### Description of the task
In the entries below, find the line with "if self.entries.len() == FEED_CAPACITY" and the line with "pub fn record(&mut". Return those two lines and all lines between them, exactly.
Start of Data extracts
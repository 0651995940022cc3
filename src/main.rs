use std::path::PathBuf;

use anyhow::{Context, Result};
use clap::Parser;
use tokio::sync::watch;

use p2p_dashboard::config::AppConfig;
use p2p_dashboard::dashboard::{self, AppState};
use p2p_dashboard::monitoring::logger;
use p2p_dashboard::poller;

#[derive(Debug, Parser)]
#[command(name = "p2p-dashboard", about = "Binance P2P market dashboard")]
struct Cli {
    /// Path to the TOML config file.
    #[arg(long, short)]
    config: Option<PathBuf>,

    /// Listen port, overriding config and `PORT`.
    #[arg(long, short)]
    port: Option<u16>,
}

#[tokio::main]
async fn main() -> Result<()> {
    let cli = Cli::parse();

    let (mut config, secrets) = AppConfig::load(cli.config.as_deref())?;
    if let Some(port) = cli.port {
        config.server.port = port;
    }

    logger::init_logging(&config.monitoring)?;

    tracing::info!(
        port = config.server.port,
        asset = config.default_asset(),
        fiat = %config.market.fiat_currency,
        interval_ms = config.market.update_interval_ms,
        "P2P dashboard starting"
    );

    let state = AppState::new(config, secrets)?;
    let (stop_tx, stop_rx) = watch::channel(false);

    let mut server = dashboard::spawn_dashboard(state.clone(), stop_rx.clone());
    let poller = poller::spawn_poller(state, stop_rx);

    // A bind failure ends the server task before any signal arrives
    let early_exit = tokio::select! {
        signal = tokio::signal::ctrl_c() => {
            signal.context("Failed to listen for Ctrl-C")?;
            tracing::info!("Shutdown requested");
            None
        }
        finished = &mut server => Some(finished),
    };

    let _ = stop_tx.send(true);
    poller.await.context("Poller task panicked")?;

    let server_result = match early_exit {
        Some(finished) => finished,
        None => server.await,
    };
    server_result.context("Dashboard task panicked")??;

    tracing::info!("P2P dashboard stopped");
    Ok(())
}
impl P2pResponse {
    fn ok(buy: Vec<Advertisement>, sell: Option<Vec<Advertisement>>, mut metadata: ResponseMetadata) -> Self {
        let sell_len = sell.as_ref().map_or(0, Vec::len);
        metadata.record_count = buy.len() + sell_len;
        metadata.record_counts = RecordCounts {
            buy: buy.len(),
            sell: sell_len,
            total: buy.len() + sell_len,
        };
        Self {
            buy,
            sell,
            error: None,
            timestamp: Utc::now(),
            metadata,
        }
    }

    fn failed(error: &FetchError, suffix: &str, with_sell: bool, data_type: &str) -> Self {
        Self {
            buy: Vec::new(),
            sell: with_sell.then(Vec::new),
            error: Some(format!("{}{suffix}", error.user_message())),
            timestamp: Utc::now(),
            metadata: ResponseMetadata {
                execution_time: "failed".to_string(),
                data_type: data_type.to_string(),
                error_type: Some(error.error_type()),
                ..Default::default()
            },
        }
    }

    pub fn is_error(&self) -> bool {
        self.error.is_some()
    }
}

/// Result of the single-row connectivity probe.
#[derive(Debug, Clone, Serialize)]
#[serde(rename_all = "camelCase")]
pub struct ProbeResult {
    pub success: bool,
    #[serde(skip_serializing_if = "Option::is_none")]
    pub status: Option<u16>,
    pub message: String,
    #[serde(skip_serializing_if = "Option::is_none")]
    pub data_length: Option<usize>,
    #[serde(skip_serializing_if = "Option::is_none")]
    pub sample_data: Option<Vec<Advertisement>>,
    #[serde(skip_serializing_if = "Option::is_none")]
    pub error: Option<String>,
    #[serde(skip_serializing_if = "Option::is_none")]
    pub error_type: Option<&'static str>,
}

pub struct P2pClient {
    http: reqwest::Client,
    url: String,
    user_agent: String,
    top_n: usize,
    direction_delay: Duration,
    search_max_pages: u32,
    limiter: Arc<Limiter>,
}
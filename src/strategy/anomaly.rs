//! Price-deviation anomalies and the bounded feed pushed to dashboards.

use std::collections::VecDeque;

use chrono::{DateTime, Utc};
use rust_decimal::prelude::ToPrimitive;
use rust_decimal::Decimal;
use serde::{Deserialize, Serialize};

use crate::market::models::{lenient_decimal, Advertisement, TradeType};

pub const FEED_CAPACITY: usize = 200;

/// An ad whose price deviates from spot.
#[derive(Debug, Clone, PartialEq, Serialize, Deserialize)]
#[serde(rename_all = "camelCase")]
pub struct Anomaly {
    #[serde(default)]
    pub adv_no: Option<String>,
    pub merchant: String,
    #[serde(default)]
    pub user_no: Option<String>,
    pub trade_type: TradeType,
    #[serde(deserialize_with = "lenient_decimal")]
    pub price: Decimal,
    #[serde(deserialize_with = "lenient_decimal")]
    pub spot_price: Decimal,
    /// `(price - spot) / spot * 100`
    pub deviation: f64,
    pub timestamp: DateTime<Utc>,
}

impl Anomaly {
    pub fn from_ad(ad: &Advertisement, trade_type: TradeType, spot: Decimal, now: DateTime<Utc>) -> Option<Self> {
        let deviation = deviation_percent(ad.adv.price, spot)?;
        Some(Self {
            adv_no: ad.adv.adv_no.clone(),
            merchant: ad.advertiser.nick_name.clone(),
            user_no: Some(ad.advertiser.user_no.clone()),
            trade_type,
            price: ad.adv.price,
            spot_price: spot,
            deviation,
            timestamp: now,
        })
    }

    pub fn exceeds(&self, threshold: f64) -> bool {
        self.deviation.abs() >= threshold
    }

    /// Same ad on the same side at the same price. Ads without an `advNo`
    /// fall back to the advertiser.
    pub fn same_listing(&self, other: &Anomaly) -> bool {
        let key = |a: &Anomaly| {
            a.adv_no
                .clone()
                .or_else(|| a.user_no.clone())
                .unwrap_or_else(|| a.merchant.clone())
        };
        self.trade_type == other.trade_type && self.price == other.price && key(self) == key(other)
    }
}

pub fn deviation_percent(price: Decimal, spot: Decimal) -> Option<f64> {
    if spot <= Decimal::ZERO {
        return None;
    }
    ((price - spot) * Decimal::ONE_HUNDRED / spot).to_f64()
}

/// Ads from both sides whose deviation reaches `threshold`.
pub fn detect(
    buy: &[Advertisement],
    sell: &[Advertisement],
    spot: Decimal,
    threshold: f64,
) -> Vec<Anomaly> {
    let now = Utc::now();
    buy.iter()
        .map(|ad| (ad, TradeType::Buy))
        .chain(sell.iter().map(|ad| (ad, TradeType::Sell)))
        .filter_map(|(ad, side)| Anomaly::from_ad(ad, side, spot, now))
        .filter(|a| a.exceeds(threshold))
        .collect()
}

/// FIFO of recent anomalies. The oldest entry is dropped once full.
#[derive(Debug, Default)]
pub struct AnomalyFeed {
    entries: VecDeque<Anomaly>,
}

impl AnomalyFeed {
    pub fn new() -> Self {
        Self {
            entries: VecDeque::with_capacity(FEED_CAPACITY),
        }
    }

    pub fn push(&mut self, anomaly: Anomaly) {
        if self.entries.len() == FEED_CAPACITY {
            self.entries.pop_front();
        }
        self.entries.push_back(anomaly);
    }

    pub fn extend(&mut self, anomalies: impl IntoIterator<Item = Anomaly>) {
        for a in anomalies {
            self.push(a);
        }
    }

    /// Push unless the same listing is already in the feed.
    pub fn record(&mut self, anomaly: Anomaly) -> bool {
        if self.entries.iter().any(|a| a.same_listing(&anomaly)) {
            return false;
        }
        self.push(anomaly);
        true
    }

    /// `record` each entry, returning how many were new.
    pub fn record_all(&mut self, anomalies: impl IntoIterator<Item = Anomaly>) -> usize {
        anomalies.into_iter().map(|a| self.record(a)).filter(|added| *added).count()
    }

    pub fn len(&self) -> usize {
        self.entries.len()
    }

    pub fn is_empty(&self) -> bool {
        self.entries.is_empty()
    }

    /// All entries at or above `threshold`, or the whole feed when `None`.
    pub fn snapshot(&self, threshold: Option<f64>) -> Vec<Anomaly> {
        match threshold {
            Some(t) => self.entries.iter().filter(|a| a.exceeds(t)).cloned().collect(),
            None => self.entries.iter().cloned().collect(),
        }
    }
}

#[cfg(test)]
pub(crate) fn sample_anomaly(merchant: &str, deviation: f64) -> Anomaly {
    use rust_decimal_macros::dec;

    Anomaly {
        adv_no: None,
        merchant: merchant.to_string(),
        user_no: None,
        trade_type: TradeType::Buy,
        price: dec!(26000),
        spot_price: dec!(25900),
        deviation,
        timestamp: Utc::now(),
    }
}

#[cfg(test)]
mod tests {
    use super::*;
    use crate::market::models::sample_ad;
    use rust_decimal_macros::dec;

    #[test]
    fn test_feed_caps_and_drops_oldest() {
        let mut feed = AnomalyFeed::new();
        for i in 0..(FEED_CAPACITY + 5) {
            feed.push(sample_anomaly(&format!("m{i}"), 1.0));
        }
        assert_eq!(feed.len(), FEED_CAPACITY);

        let all = feed.snapshot(None);
        assert_eq!(all.first().unwrap().merchant, "m5");
        assert_eq!(all.last().unwrap().merchant, format!("m{}", FEED_CAPACITY + 4));
    }

    #[test]
    fn test_snapshot_threshold_inclusive() {
        let mut feed = AnomalyFeed::new();
        feed.extend([sample_anomaly("a", 0.4), sample_anomaly("b", -0.5), sample_anomaly("c", 2.0)]);

        let filtered = feed.snapshot(Some(0.5));
        let names: Vec<&str> = filtered.iter().map(|a| a.merchant.as_str()).collect();
        assert_eq!(names, vec!["b", "c"]);
    }

    #[test]
    fn test_detect_both_sides() {
        let buy = vec![
            sample_ad("cheap", "u1", "25000", "1", "2"),
            sample_ad("close", "u2", "25010", "1", "2"),
        ];
        let sell = vec![sample_ad("rich", "u3", "26000", "1", "2")];

        let found = detect(&buy, &sell, dec!(25000), 2.0);
        assert_eq!(found.len(), 1);
        assert_eq!(found[0].merchant, "rich");
        assert_eq!(found[0].trade_type, TradeType::Sell);
        assert_eq!(found[0].deviation, 4.0);
        assert_eq!(found[0].price, dec!(26000));
    }

    #[test]
    fn test_deviation_requires_positive_spot() {
        assert!(deviation_percent(dec!(100), Decimal::ZERO).is_none());
        assert_eq!(deviation_percent(dec!(110), dec!(100)), Some(10.0));
        assert_eq!(deviation_percent(dec!(24000), dec!(25500)).map(|d| d < 0.0), Some(true));
    }

    #[test]
    fn test_client_anomaly_deserializes() {
        let raw = serde_json::json!({
            "merchant": "x",
            "tradeType": "SELL",
            "price": 26100,
            "spotPrice": 25900,
            "deviation": 0.77,
            "timestamp": "2024-05-01T03:00:00Z"
        });
        let a: Anomaly = serde_json::from_value(raw).unwrap();
        assert_eq!(a.trade_type, TradeType::Sell);
        assert_eq!(a.price, dec!(26100));
        assert!(a.adv_no.is_none());

        // Money goes back out as strings
        let out = serde_json::to_value(&a).unwrap();
        assert_eq!(out["price"], "26100");
    }

    #[test]
    fn test_record_skips_repeated_listing() {
        let buy = vec![sample_ad("cheap", "u1", "27000", "1", "2")];
        let sell = vec![sample_ad("rich", "u2", "24000", "1", "2")];

        let mut feed = AnomalyFeed::new();
        for _ in 0..3 {
            feed.record_all(detect(&buy, &sell, dec!(25500), 0.5));
        }
        assert_eq!(feed.len(), 2);

        // Repricing makes a new listing
        let repriced = vec![sample_ad("cheap", "u1", "27100", "1", "2")];
        assert_eq!(feed.record_all(detect(&repriced, &[], dec!(25500), 0.5)), 1);
        assert_eq!(feed.len(), 3);
    }
}
pub mod anomaly;
pub mod decision;
pub mod engine;
pub mod session;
End of Data extracts
### The answer
        if self.entries.len() == FEED_CAPACITY {
            self.entries.pop_front();
        }
        self.entries.push_back(anomaly);
    }

    pub fn extend(&mut self, anomalies: impl IntoIterator<Item = Anomaly>) {
        for a in anomalies {
            self.push(a);
        }
    }

    /// Push unless the same listing is already in the feed.
    pub fn record(&mut self, anomaly: Anomaly) -> bool {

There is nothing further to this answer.